Dans ce cas, le bailleur supporte le risque d’inexécution par le nouveau contractant et le risque d’insolvabilité de ce dernier.
Par ailleurs, il est d’usage que les parties fixent à l’avance le montant de l’indemnité de relocation : en effet, l’article 19 n’est pas une disposition impérative et les parties peuvent y déroger.
Toutefois, cette indemnité (clause indemnitaire) doit rester dans les limites du raisonnable et correspondre à sa nature intrinsèque, qui est d’indemniser le dommage subi du fait de la résolution judiciaire et fautive.

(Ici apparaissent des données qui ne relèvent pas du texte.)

impl AcceleratorLoader {
  /// Creates a loader with the default configuration: HTTP transport, no
  /// persistent tier.
  pub fn new(manifest: ModuleManifest, toolchain: Arc<dyn ModuleToolchain>) -> Self {
    Self::with_config(manifest, toolchain, LoaderConfig::default())
  }

  /// Creates a loader, selecting the storage strategy once from the
  /// configuration: a disk store when a cache directory is configured and
  /// openable, the no-op store otherwise.
  pub fn with_config(
    manifest: ModuleManifest,
    toolchain: Arc<dyn ModuleToolchain>,
    config: LoaderConfig,
  ) -> Self {
    let storage = detect_store(&config);
    Self {
      manifest: Arc::new(manifest),
      memory: Arc::new(Mutex::new(HashMap::new())),
      in_flight: Arc::new(Mutex::new(HashMap::new())),
      storage,
      transport: Some(Arc::new(HttpTransport::new())),
      toolchain,
      config,
    }
  }

  /// Replaces the persistent store.
  pub fn with_storage(mut self, storage: Arc<dyn ModuleStore>) -> Self {
    self.storage = storage;
    self
  }

  /// Replaces the network transport.
  pub fn with_transport(mut self, transport: Arc<dyn ModuleTransport>) -> Self {
    self.transport = Some(transport);
    self
  }

  /// Removes the network transport; loads then succeed only from the cache
  /// tiers.
  pub fn without_transport(mut self) -> Self {
    self.transport = None;
    self
  }

  pub fn manifest(&self) -> &ModuleManifest {
    &self.manifest
  }

  /// Whether the module is present in the in-memory cache. Never probes
  /// storage or network.
  pub fn is_loaded(&self, module_id: &str) -> bool {
    self.loaded_module(module_id).is_some()
  }

  /// The cached instantiated module, if the memory tier holds it.
  pub fn loaded_module(&self, module_id: &str) -> Option<Arc<LoadedModule>> {
    self
      .memory
      .lock()
      .ok()
      .and_then(|cache| cache.get(module_id).cloned())
  }

  /// Resolves a module to a ready instance through the tier cascade.
  ///
  /// A concurrent call for the same id joins the outstanding work instead
  /// of fetching again; its callback still observes the shared progress
  /// events. Failure is fatal only to the callers of this settled
  /// operation; a later call restarts the cascade.
  pub fn load(
    &self,
    module_id: &str,
    on_progress: Option<ProgressCallback>,
  ) -> Result<Arc<LoadedModule>> {
    let entry = match self.manifest.entry(module_id) {
      Some(entry) => entry.clone(),
      None => {
        return Err(Error::UnknownModule {
          module_id: module_id.to_string(),
        })
      }
    };

    if let Some(module) = self.loaded_module(module_id) {
      debug!("module '{module_id}' served from memory");
      if let Some(callback) = &on_progress {
        for event in memory_hit_events(&entry) {
          callback(&event);
        }
      }
      return Ok(module);
    }

    let (flight, is_owner) = self.join_inflight(module_id);
    if let Some(callback) = on_progress {
      flight.subscribe(callback);
    }
    if !is_owner {
      return flight.wait();
    }

    let result = self.run_cascade(&entry, &flight);
    if result.is_err() {
      flight.emit_error(module_id);
    }
    let shared = match &result {
      Ok(module) => SharedLoadResult::Success(Arc::clone(module)),
      Err(err) => SharedLoadResult::Error(err.clone()),
    };
    self.finish_inflight(module_id, &flight, shared);
    result
  }

  /// Fires a load for every id in parallel and waits for all of them,
  /// swallowing every individual failure.
  pub fn preload(&self, module_ids: &[&str]) {
    let mut handles = Vec::with_capacity(module_ids.len());
    for module_id in module_ids {
      let loader = self.clone();
      let module_id = module_id.to_string();
      handles.push(thread::spawn(move || {
        if let Err(err) = loader.load(&module_id, None) {
          debug!("preload of module '{module_id}' failed: {err}");
        }
      }));
    }
    for handle in handles {
      let _ = handle.join();
    }
  }

  /// Drops the memory cache and best-effort clears the persistent
  /// namespace. In-flight loads are not cancelled; the next load of any id
  /// repeats the full cascade.
  pub fn clear_cache(&self) {
    if let Ok(mut cache) = self.memory.lock() {
      cache.clear();
    }
    if let Err(err) = self.storage.clear() {
      warn!("clearing persistent module cache failed: {err}");
    }
  }

  fn run_cascade(
    &self,
    entry: &ManifestEntry,
    flight: &Arc<LoadInFlight>,
  ) -> Result<Arc<LoadedModule>> {
    let module_id = entry.id.as_str();
    flight.emit(LoadProgress {
      module_id: module_id.to_string(),
      phase: LoadPhase::CacheCheck,
      bytes_loaded: 0,
      bytes_total: entry.size,
      percent: 0.0,
    });

    // A racing owner may have settled between the caller's memory probe and
    // joining the in-flight table.
    if let Some(module) = self.loaded_module(module_id) {
      flight.emit(ready_event(entry));
      return Ok(module);
    }

    let key = entry.cache_key();
    match self.storage.get(&key) {
      Ok(Some(bytes)) => {
        debug!("module '{module_id}' bytes served from persistent cache");
        return self.compile_and_cache(entry, bytes, flight, true);
      }
      Ok(None) => {}
      Err(err) => warn!("persistent cache read for module '{module_id}' failed: {err}"),
    }

    let transport = match &self.transport {
      Some(transport) => Arc::clone(transport),
      None => {
        return Err(Error::NetworkUnavailable {
          module_id: module_id.to_string(),
        })
      }
    };

    let url = resolve_module_url(&self.manifest.base_url, &entry.url);
    let response = transport.fetch(&url)?;
    if !(200..300).contains(&response.status) {
      return Err(Error::HttpStatus {
        status: response.status,
        url,
      });
    }
    let bytes = self.read_body(entry, &url, response.body, flight)?;

    if let Err(err) = self.storage.put(&key, &bytes) {
      warn!("persisting bytes for module '{module_id}' failed: {err}");
    }
    self.compile_and_cache(entry, bytes, flight, false)
  }

  /// Drains a response body, reporting download progress scaled into
  /// `[0, ceiling]`. The headroom up to 100 belongs to compilation.
  fn read_body(
    &self,
    entry: &ManifestEntry,
    url: &str,
    body: ResponseBody,
    flight: &LoadInFlight,
  ) -> Result<Vec<u8>> {
    let ceiling = self.config.download_percent_ceiling;
    match body {
      ResponseBody::Buffered(bytes) => {
        let total = bytes.len() as u64;
        flight.emit(LoadProgress {
          module_id: entry.id.clone(),
          phase: LoadPhase::Downloading,
          bytes_loaded: total,
          bytes_total: total,
          percent: ceiling,
        });
        Ok(bytes)
      }
      ResponseBody::Streamed(mut reader) => {
        let declared = entry.size;
        let mut bytes: Vec<u8> = Vec::with_capacity(declared as usize);
        let mut chunk = vec![0u8; DOWNLOAD_CHUNK_SIZE];
        loop {
          match reader.read(&mut chunk) {
            Ok(0) => break,
            Ok(n) => {
              bytes.extend_from_slice(&chunk[..n]);
              let loaded = bytes.len() as u64;
              // The declared size is a hint; trust observed bytes past it.
              let total = declared.max(loaded);
              let fraction = if total > 0 {
                loaded as f32 / total as f32
              } else {
                0.0
              };
              flight.emit(LoadProgress {
                module_id: entry.id.clone(),
                phase: LoadPhase::Downloading,
                bytes_loaded: loaded,
                bytes_total: total,
                percent: (fraction * ceiling).min(ceiling),
              });
            }
            Err(err) if err.kind() == ErrorKind::Interrupted => continue,
            Err(err) => {
              return Err(Error::FetchFailed {
                url: url.to_string(),
                reason: err.to_string(),
              })
            }
          }
        }
        Ok(bytes)
      }
    }
  }

  fn compile_and_cache(
    &self,
    entry: &ManifestEntry,
    bytes: Vec<u8>,
    flight: &Arc<LoadInFlight>,
    from_storage: bool,
  ) -> Result<Arc<LoadedModule>> {
    let total = bytes.len() as u64;
    flight.emit(LoadProgress {
      module_id: entry.id.clone(),
      phase: LoadPhase::Compiling,
      bytes_loaded: total,
      bytes_total: total,
      percent: self.config.download_percent_ceiling,
    });

    let compiled = match self.toolchain.compile(&bytes) {
      Ok(compiled) => compiled,
      Err(err) => {
        if from_storage {
          // A corrupt persisted copy would fail every future load; drop it
          // so the next attempt falls through to the network.
          if let Err(remove_err) = self.storage.remove(&entry.cache_key()) {
            warn!("evicting corrupt cached module '{}' failed: {remove_err}", entry.id);
          }
        }
        return Err(Error::Compile {
          module_id: entry.id.clone(),
          reason: err.to_string(),
        });
      }
    };

    let InstantiatedModule { instance, exports } =
      self
        .toolchain
        .instantiate(compiled)
        .map_err(|err| Error::Compile {
          module_id: entry.id.clone(),
          reason: err.to_string(),
        })?;

    let module = Arc::new(LoadedModule {
      id: entry.id.clone(),
      instance,
      exports,
    });
    if let Ok(mut cache) = self.memory.lock() {
      cache.insert(entry.id.clone(), Arc::clone(&module));
    }
    flight.emit(LoadProgress {
      module_id: entry.id.clone(),
      phase: LoadPhase::Ready,
      bytes_loaded: total,
      bytes_total: total,
      percent: 100.0,
    });
    Ok(module)
  }

  fn join_inflight(&self, module_id: &str) -> (Arc<LoadInFlight>, bool) {
    let mut map = self.in_flight.lock().unwrap();
    if let Some(existing) = map.get(module_id) {
      return (Arc::clone(existing), false);
    }

    let flight = Arc::new(LoadInFlight::new());
    map.insert(module_id.to_string(), Arc::clone(&flight));
    (flight, true)
  }

  fn finish_inflight(
    &self,
    module_id: &str,
    flight: &Arc<LoadInFlight>,
    result: SharedLoadResult,
  ) {
    // Drop the table entry before waking waiters so a load that starts
    // after settlement always restarts the cache cascade.
    if let Ok(mut map) = self.in_flight.lock() {
      map.remove(module_id);
    }
    flight.set(result);
  }
}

Elle sera déclarée nulle et interdite en vertu des articles VI 83/17 et VI 84 du code de droit économique si elle n’est pas réciproque et que le bailleur est une entreprise ; cet article dispose que dans les contrats conclus entre une entreprise et un consommateur, les clauses et conditions ou les combinaisons de clauses et conditions qui ont pour objet de déterminer le montant de l’indemnité due par le consommateur qui n’exécute pas ses obligations, sans prévoir une indemnité du même ordre à charge de l’entreprise qui n’exécute pas les siennes, sont abusives.
Cette indemnité peut donc être réduite par les Juges de Paix et les pratiques sont extrêmement variables, au sein d’un même arrondissement judiciaire ; il est donc recommandé de se renseigner préalablement à l’introduction d’une telle demande.

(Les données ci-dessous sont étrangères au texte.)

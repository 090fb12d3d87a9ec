// Copyright 2025 eraflo
//
// Licensed under the Apache License, Version 2.0 (the "License");
// you may not use this file except in compliance with the License.
// You may obtain a copy of the License at
//
//     http://www.apache.org/licenses/LICENSE-2.0
//
// Unless required by applicable law or agreed to in writing, software
// distributed under the License is distributed on an "AS IS" BASIS,
// WITHOUT WARRANTIES OR CONDITIONS OF ANY KIND, either express or implied.
// See the License for the specific language governing permissions and
// limitations under the License.

//! HDR-to-display tone mapping operators.
//!
//! [`ToneMapping::apply`] is the CPU reference for the tone-map shader. Both
//! take linear input and return linear output in `[0, 1]`; sRGB encoding
//! happens afterwards.

use serde::{Deserialize, Serialize};
use std::fmt;

/// A selectable tone-mapping operator.
#[derive(Debug, Clone, Copy, PartialEq, Eq, Hash, Default, Serialize, Deserialize)]
pub enum ToneMapping {
    /// Pass-through. Exposure is not applied.
    None,
    /// Exposure then clamp.
    Linear,
    /// `c / (1 + c)`.
    Reinhard,
    /// Fitted ACES reference rendering and output transforms.
    #[default]
    AcesFilmic,
    /// Hejl and Burgess-Dawson filmic curve.
    Cineon,
}

impl ToneMapping {
    /// All operators, in the order the debug panel lists them.
    pub const ALL: [ToneMapping; 5] = [
        ToneMapping::None,
        ToneMapping::Linear,
        ToneMapping::Reinhard,
        ToneMapping::AcesFilmic,
        ToneMapping::Cineon,
    ];

    /// The selector value the tone-map shader switches on.
    pub fn shader_index(self) -> u32 {
        match self {
            ToneMapping::None => 0,
            ToneMapping::Linear => 1,
            ToneMapping::Reinhard => 2,
            ToneMapping::Cineon => 3,
            ToneMapping::AcesFilmic => 4,
        }
    }

    /// Display name.
    pub fn label(self) -> &'static str {
        match self {
            ToneMapping::None => "None",
            ToneMapping::Linear => "Linear",
            ToneMapping::Reinhard => "Reinhard",
            ToneMapping::AcesFilmic => "ACESFilmic",
            ToneMapping::Cineon => "Cineon",
        }
    }

    /// Maps one linear HDR color to linear display range.
    pub fn apply(self, rgb: [f32; 3], exposure: f32) -> [f32; 3] {
        match self {
            ToneMapping::None => rgb,
            ToneMapping::Linear => rgb.map(|c| saturate(c * exposure)),
            ToneMapping::Reinhard => rgb.map(|c| {
                let c = c * exposure;
                saturate(c / (1.0 + c))
            }),
            ToneMapping::Cineon => rgb.map(|c| {
                let x = (c * exposure - 0.004).max(0.0);
                let mapped = (x * (6.2 * x + 0.5)) / (x * (6.2 * x + 1.7) + 0.06);
                mapped.powf(2.2)
            }),
            ToneMapping::AcesFilmic => aces_filmic(rgb, exposure),
        }
    }
}

impl fmt::Display for ToneMapping {
    fn fmt(&self, f: &mut fmt::Formatter<'_>) -> fmt::Result {
        f.write_str(self.label())
    }
}

fn saturate(c: f32) -> f32 {
    c.clamp(0.0, 1.0)
}

// sRGB => XYZ => D65_2_D60 => AP1 => RRT_SAT, row-major.
const ACES_INPUT: [[f32; 3]; 3] = [
    [0.59719, 0.35458, 0.04823],
    [0.07600, 0.90834, 0.01566],
    [0.02840, 0.13383, 0.83777],
];

// ODT_SAT => XYZ => D60_2_D65 => sRGB, row-major.
const ACES_OUTPUT: [[f32; 3]; 3] = [
    [1.60475, -0.53108, -0.07367],
    [-0.10208, 1.10813, -0.00605],
    [-0.00327, -0.07276, 1.07602],
];

fn mul3(m: &[[f32; 3]; 3], v: [f32; 3]) -> [f32; 3] {
    m.map(|row| row[0] * v[0] + row[1] * v[1] + row[2] * v[2])
}

fn rrt_and_odt_fit(v: f32) -> f32 {
    let a = v * (v + 0.0245786) - 0.000090537;
    let b = v * (0.983729 * v + 0.4329510) + 0.238081;
    a / b
}

fn aces_filmic(rgb: [f32; 3], exposure: f32) -> [f32; 3] {
    let scaled = rgb.map(|c| c * exposure / 0.6);
    let fitted = mul3(&ACES_INPUT, scaled).map(rrt_and_odt_fit);
    mul3(&ACES_OUTPUT, fitted).map(saturate)
}

#[cfg(test)]
mod tests {
    use super::*;
    use approx::assert_relative_eq;

    #[test]
    fn default_is_aces() {
        assert_eq!(ToneMapping::default(), ToneMapping::AcesFilmic);
    }

    #[test]
    fn shader_indices_are_distinct() {
        let mut seen: Vec<u32> = ToneMapping::ALL.iter().map(|t| t.shader_index()).collect();
        seen.sort_unstable();
        seen.dedup();
        assert_eq!(seen.len(), ToneMapping::ALL.len());
    }

    #[test]
    fn none_passes_through_hdr() {
        assert_eq!(ToneMapping::None.apply([4.0, 0.5, 0.0], 2.0), [4.0, 0.5, 0.0]);
    }

    #[test]
    fn linear_and_reinhard_clamp() {
        assert_eq!(ToneMapping::Linear.apply([0.25, 2.0, -1.0], 2.0), [0.5, 1.0, 0.0]);
        let r = ToneMapping::Reinhard.apply([1.0, 3.0, 0.0], 1.0);
        assert_relative_eq!(r[0], 0.5);
        assert_relative_eq!(r[1], 0.75);
        assert_eq!(r[2], 0.0);
    }

    #[test]
    fn filmic_curves_stay_in_range_and_are_monotonic() {
        for op in [ToneMapping::AcesFilmic, ToneMapping::Cineon] {
            let mut previous = -1.0;
            for i in 0..64 {
                let c = i as f32 * 0.25;
                let out = op.apply([c, c, c], 1.0);
                assert!(out.iter().all(|v| (0.0..=1.0).contains(v)), "{op} out of range at {c}");
                assert!(out[1] >= previous, "{op} not monotonic at {c}");
                previous = out[1];
            }
        }
    }

    #[test]
    fn black_stays_black() {
        for op in ToneMapping::ALL {
            let out = op.apply([0.0; 3], 1.0);
            assert!(out.iter().all(|v| *v < 1e-3), "{op} lifted black to {out:?}");
        }
    }
}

§3. Indemnité de résiliation et clause de dédit
Une clause de dédit autorise une partie à résilier la convention, moyennant paiement d’un certain montant : il ne s’agit pas d’une clause indemnitaire puisqu’elle n’indemnise pas un dommage, mais constitue la contrepartie de l’exercice du droit de résiliation : une telle clause fait la loi des parties et ne peut être modifiée par le juge : en principe, l’indemnité due par le preneur en application de l’article 55, §5 du décret wallon relatif au bail d’habitation s’apparente à une indemnité de dédit.

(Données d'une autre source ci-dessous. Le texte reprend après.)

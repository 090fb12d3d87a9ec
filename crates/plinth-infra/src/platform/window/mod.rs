// Copyright 2025 eraflo
//
// Licensed under the Apache License, Version 2.0 (the "License");
// you may not use this file except in compliance with the License.
// You may obtain a copy of the License at
//
//     http://www.apache.org/licenses/LICENSE-2.0
//
// Unless required by applicable law or agreed to in writing, software
// distributed under the License is distributed on an "AS IS" BASIS,
// WITHOUT WARRANTIES OR CONDITIONS OF ANY KIND, either express or implied.
// See the License for the specific language governing permissions and
// limitations under the License.

pub mod winit;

En effet, l’indemnité de résiliation a pour objet d’indemniser le propriétaire d’une fin anticipée du contrat de bail, le locataire ayant légalement le droit de mettre fin au contrat dans certaines conditions et en respectant un délai de renon prévu par la loi .
En principe, les indemnités de résiliation et de relocation ne peuvent se cumuler car chacune est due dans un cas de figure différent .
§4. Indemnité de résolution
Il ne s’agit pas d’une indemnité de relocation : il s’agit, par exemple, du dommage résultant du coût des démarches, ou des commissions dues à des agences intermédiaires dans le cadre de la remise en location du bien.
§5. Indemnité d’indisponibilité
Il s’agit d’une indemnisation qui est due par le locataire pour indemniser le bailleur de la perte éprouvée pendant les périodes nécessaires d’une part à la détermination des dégâts et d’autre part à la durée des travaux de réparation ; il est indispensable, pour réclamer une telle indemnité, de disposer de pièces probantes, telles que rapport d’un expert, reportage photographique, devis, factures, etc.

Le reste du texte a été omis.